Step 4: Seek professional counseling
Gathering all the required documents and making sure you’re following the right steps can be an overwhelming process. Don’t hesitate to look for a lawyer or accountant for advice. External counseling can be the fastest and most simple option to avoid an IRS audit and to save money.
Your tax return will depend on the type of legal structure of your company
The way your business is structured affects your financial performance. It also affects the way you report your taxes. These are the most common types of businesses, their main features, and their advantages and disadvantages when it comes to preparing taxes.
Small Businesses Tax Forms
The tax forms you need and the submission deadlines will depend on the legal entity your business belongs to. Legally speaking, businesses are divided into the following categories: sole proprietorships, partnerships, Limited Liability Companies (LLCs), and corporations.
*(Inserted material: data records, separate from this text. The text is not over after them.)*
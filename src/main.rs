//! The kasm driver: parse the command line, load the source file, and
//! write the numbered listing. The assembler passes are not implemented
//! yet; the driver validates its inputs and reports what it would run.

use anyhow::{bail, Context, Result};
use tracing::{debug, info};
use tracing_subscriber::EnvFilter;

use kasm::args::{CommandLine, ParamDef};
use kasm::source::SourceFile;

fn init_tracing(verbose: bool) {
    let fallback = if verbose { "debug" } else { "info" };
    let filter = EnvFilter::try_from_default_env().unwrap_or_else(|_| EnvFilter::new(fallback));

    tracing_subscriber::fmt()
        .with_env_filter(filter)
        .with_writer(std::io::stderr)
        .with_target(true)
        .with_level(true)
        .with_timer(tracing_subscriber::fmt::time::UtcTime::rfc_3339())
        .init();
}

/// The CLI surface of the assembler driver.
fn declare_params() -> CommandLine {
    let mut args = CommandLine::new();
    args.register(ParamDef::flag(Some('v'), "verbose", "Enable verbose diagnostics"));
    args.register(ParamDef::string(Some('o'), "out", "Output image path").mandatory());
    args.register(ParamDef::string(Some('l'), "lst", "Write the numbered listing to this file"));
    args.register(
        ParamDef::int(Some('j'), "threads", "Worker threads for the assembler passes", 1)
            .with_range(1, 16),
    );
    args
}

fn print_usage(args: &CommandLine) {
    eprintln!("Usage: kasm [options] <source-file>");
    eprintln!();
    eprint!("{}", args.usage());
}

fn main() -> Result<()> {
    let raw: Vec<String> = std::env::args().skip(1).collect();

    // The verbose flag also raises the log filter fallback, so peek at it
    // before the real parse runs.
    let verbose_hint = raw.iter().any(|t| t == "-v" || t == "--verbose");
    init_tracing(verbose_hint);

    let mut args = declare_params();
    if let Err(error) = args.parse(&raw) {
        print_usage(&args);
        return Err(error).context("Failed to parse the command line");
    }

    if args.find("verbose").is_some_and(|p| p.as_bool()) {
        for p in args.params() {
            eprintln!("{} = {}", p.name(), p.as_str());
        }
        for arg in args.positionals() {
            eprintln!("argument: {}", arg);
        }
    }

    let positionals = args.positionals();
    if positionals.len() != 1 {
        print_usage(&args);
        bail!("Expected exactly one source file, found {}", positionals.len());
    }
    let source_path = &positionals[0];

    let out = args
        .find("out")
        .map(|p| p.as_str().to_string())
        .unwrap_or_default();
    let threads = args.find("threads").map_or(1, |p| p.as_int());
    debug!(out = %out, threads, "Assembler configuration");

    let source = SourceFile::load(source_path).context("Failed to load the source file")?;
    info!(path = %source_path, lines = source.line_count(), "Loaded source file");

    let stdout = std::io::stdout();
    source
        .write_listing(&mut stdout.lock())
        .context("Failed to write the listing")?;

    if let Some(lst_path) = args
        .find("lst")
        .and_then(|p| p.is_set().then(|| p.as_str().to_string()))
    {
        let mut file = std::fs::File::create(&lst_path)
            .with_context(|| format!("Cannot create listing file '{}'", lst_path))?;
        source
            .write_listing(&mut file)
            .with_context(|| format!("Failed to write listing file '{}'", lst_path))?;
        debug!(path = %lst_path, "Wrote listing file");
    }

    Ok(())
}
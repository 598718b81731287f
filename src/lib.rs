//! Command-line front end for the K16 assembler.
//!
//! The crate currently ships the argument-parsing engine ([`args`]) and
//! the source-file loader ([`source`]); the assembler passes will build on
//! top of them.

pub mod args;
pub mod source;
Confused about the legal structure you should choose for your business? Find your answers here
These are the forms you must fill in according to the legal structure of your business:
Forms for Sole Proprietorships
These entities must submit the Schedule C (Profit or Loss From Business), and the Form 1040 (Individual Income Tax Report), to report the net profit and loss of the business. The Schedule SE (Self-Employment Tax) is also required.
Forms for Partnerships and Limited Liability Companies
These entities must submit the Form 1065 (Return of Partnership Income), where profits and losses of the company are reported to the IRS. Also, copies of the Schedule K-1 (Partner’s Share of Income, Deductions, Credits, etc.), which is part of Form 1065, must be distributed to the members of the company.
Forms for Corporations
If your business is a corporation you have to submit the Form 1120 (Corporation Income Tax Return).
Deadlines to Submit your Tax Forms
Since small business owners submit their commercial taxes along with their individual taxes, the deadline for both is the same: April 15th. However, the return date can vary if your business reports the taxes based on the fiscal tax year or the calendar year.
It requires some effort, but we recommend you not to leave your taxes prepared for the last minute. If you work on your tax filing during the year, investing some time and resources, not only you will comply with the law and avoid an audit: you will also open the door to your business success.